● **Work required**: Using the listing below, report each line holding the string "changed".

● **Data supplied**:
== Segment start ==

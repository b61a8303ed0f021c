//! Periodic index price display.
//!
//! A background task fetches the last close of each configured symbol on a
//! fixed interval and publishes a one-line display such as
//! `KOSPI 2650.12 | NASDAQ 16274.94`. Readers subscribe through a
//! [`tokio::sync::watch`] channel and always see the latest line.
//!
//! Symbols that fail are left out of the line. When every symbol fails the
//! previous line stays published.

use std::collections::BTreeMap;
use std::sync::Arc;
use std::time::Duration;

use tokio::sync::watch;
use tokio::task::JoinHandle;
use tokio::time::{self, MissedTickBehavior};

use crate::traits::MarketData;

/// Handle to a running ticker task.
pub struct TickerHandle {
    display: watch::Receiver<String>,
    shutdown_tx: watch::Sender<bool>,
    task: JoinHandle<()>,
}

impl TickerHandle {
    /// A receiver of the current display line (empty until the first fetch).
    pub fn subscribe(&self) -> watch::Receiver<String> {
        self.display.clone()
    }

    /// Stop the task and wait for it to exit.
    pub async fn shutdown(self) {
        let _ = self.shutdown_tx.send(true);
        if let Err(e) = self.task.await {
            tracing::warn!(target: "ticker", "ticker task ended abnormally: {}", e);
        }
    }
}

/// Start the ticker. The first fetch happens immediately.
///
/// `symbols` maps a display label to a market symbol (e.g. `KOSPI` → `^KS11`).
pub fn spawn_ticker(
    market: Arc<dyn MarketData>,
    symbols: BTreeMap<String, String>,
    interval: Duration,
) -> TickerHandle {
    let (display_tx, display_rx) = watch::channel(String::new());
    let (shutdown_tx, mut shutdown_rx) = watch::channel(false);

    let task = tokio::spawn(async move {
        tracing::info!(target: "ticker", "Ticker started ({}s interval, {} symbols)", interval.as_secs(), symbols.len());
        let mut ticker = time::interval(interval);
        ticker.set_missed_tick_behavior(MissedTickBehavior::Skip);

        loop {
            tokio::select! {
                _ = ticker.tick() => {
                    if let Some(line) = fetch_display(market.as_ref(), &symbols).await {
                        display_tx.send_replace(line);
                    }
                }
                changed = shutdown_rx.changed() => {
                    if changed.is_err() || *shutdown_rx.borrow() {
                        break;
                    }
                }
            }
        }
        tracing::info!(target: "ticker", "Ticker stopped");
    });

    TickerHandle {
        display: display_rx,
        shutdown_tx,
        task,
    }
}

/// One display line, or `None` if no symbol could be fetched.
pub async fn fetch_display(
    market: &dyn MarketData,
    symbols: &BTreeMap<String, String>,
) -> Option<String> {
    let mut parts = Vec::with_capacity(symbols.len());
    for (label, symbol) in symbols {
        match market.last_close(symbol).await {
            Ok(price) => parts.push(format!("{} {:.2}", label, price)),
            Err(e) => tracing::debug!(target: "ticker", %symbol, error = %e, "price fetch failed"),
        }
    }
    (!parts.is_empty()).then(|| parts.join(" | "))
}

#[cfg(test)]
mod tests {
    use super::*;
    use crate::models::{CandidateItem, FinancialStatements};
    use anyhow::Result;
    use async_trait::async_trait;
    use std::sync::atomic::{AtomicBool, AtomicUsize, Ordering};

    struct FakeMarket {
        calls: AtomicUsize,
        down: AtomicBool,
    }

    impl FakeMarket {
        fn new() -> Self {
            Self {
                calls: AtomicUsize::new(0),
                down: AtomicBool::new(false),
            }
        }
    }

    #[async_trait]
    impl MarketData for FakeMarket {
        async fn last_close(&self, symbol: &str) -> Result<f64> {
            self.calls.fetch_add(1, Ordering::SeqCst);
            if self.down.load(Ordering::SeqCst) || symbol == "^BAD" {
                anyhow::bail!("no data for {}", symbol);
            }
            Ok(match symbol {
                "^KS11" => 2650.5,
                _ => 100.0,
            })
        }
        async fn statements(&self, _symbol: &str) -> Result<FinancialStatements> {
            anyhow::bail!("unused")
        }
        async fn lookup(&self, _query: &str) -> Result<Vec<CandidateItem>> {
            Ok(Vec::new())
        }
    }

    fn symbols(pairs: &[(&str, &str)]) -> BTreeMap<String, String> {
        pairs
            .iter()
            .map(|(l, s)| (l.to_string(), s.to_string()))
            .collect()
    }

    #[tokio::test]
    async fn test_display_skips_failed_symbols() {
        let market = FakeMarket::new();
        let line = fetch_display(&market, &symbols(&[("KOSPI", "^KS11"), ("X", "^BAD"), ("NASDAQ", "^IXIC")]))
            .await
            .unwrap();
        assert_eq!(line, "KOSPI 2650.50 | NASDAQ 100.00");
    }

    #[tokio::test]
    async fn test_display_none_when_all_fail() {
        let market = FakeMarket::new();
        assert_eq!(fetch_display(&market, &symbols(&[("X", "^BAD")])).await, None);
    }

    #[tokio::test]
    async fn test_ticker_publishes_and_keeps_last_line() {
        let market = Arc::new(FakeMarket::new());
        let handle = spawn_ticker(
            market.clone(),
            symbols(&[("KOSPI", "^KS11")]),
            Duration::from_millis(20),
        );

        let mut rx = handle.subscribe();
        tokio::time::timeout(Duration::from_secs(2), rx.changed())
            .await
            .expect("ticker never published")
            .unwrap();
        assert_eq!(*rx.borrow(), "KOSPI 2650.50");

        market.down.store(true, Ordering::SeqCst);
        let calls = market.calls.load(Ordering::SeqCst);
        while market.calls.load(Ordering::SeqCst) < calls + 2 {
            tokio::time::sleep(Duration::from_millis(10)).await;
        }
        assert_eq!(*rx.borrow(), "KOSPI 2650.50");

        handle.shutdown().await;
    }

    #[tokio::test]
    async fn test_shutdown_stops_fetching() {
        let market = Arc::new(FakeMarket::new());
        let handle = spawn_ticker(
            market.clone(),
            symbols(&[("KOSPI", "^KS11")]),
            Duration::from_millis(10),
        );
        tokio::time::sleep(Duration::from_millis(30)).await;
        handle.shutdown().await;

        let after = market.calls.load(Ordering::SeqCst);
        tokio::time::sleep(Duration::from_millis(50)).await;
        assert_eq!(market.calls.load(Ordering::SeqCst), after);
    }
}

== Segment end ==

● **Output for this task**:
                changed = shutdown_rx.changed() => {
                    if changed.is_err() || *shutdown_rx.borrow() {
        tokio::time::timeout(Duration::from_secs(2), rx.changed())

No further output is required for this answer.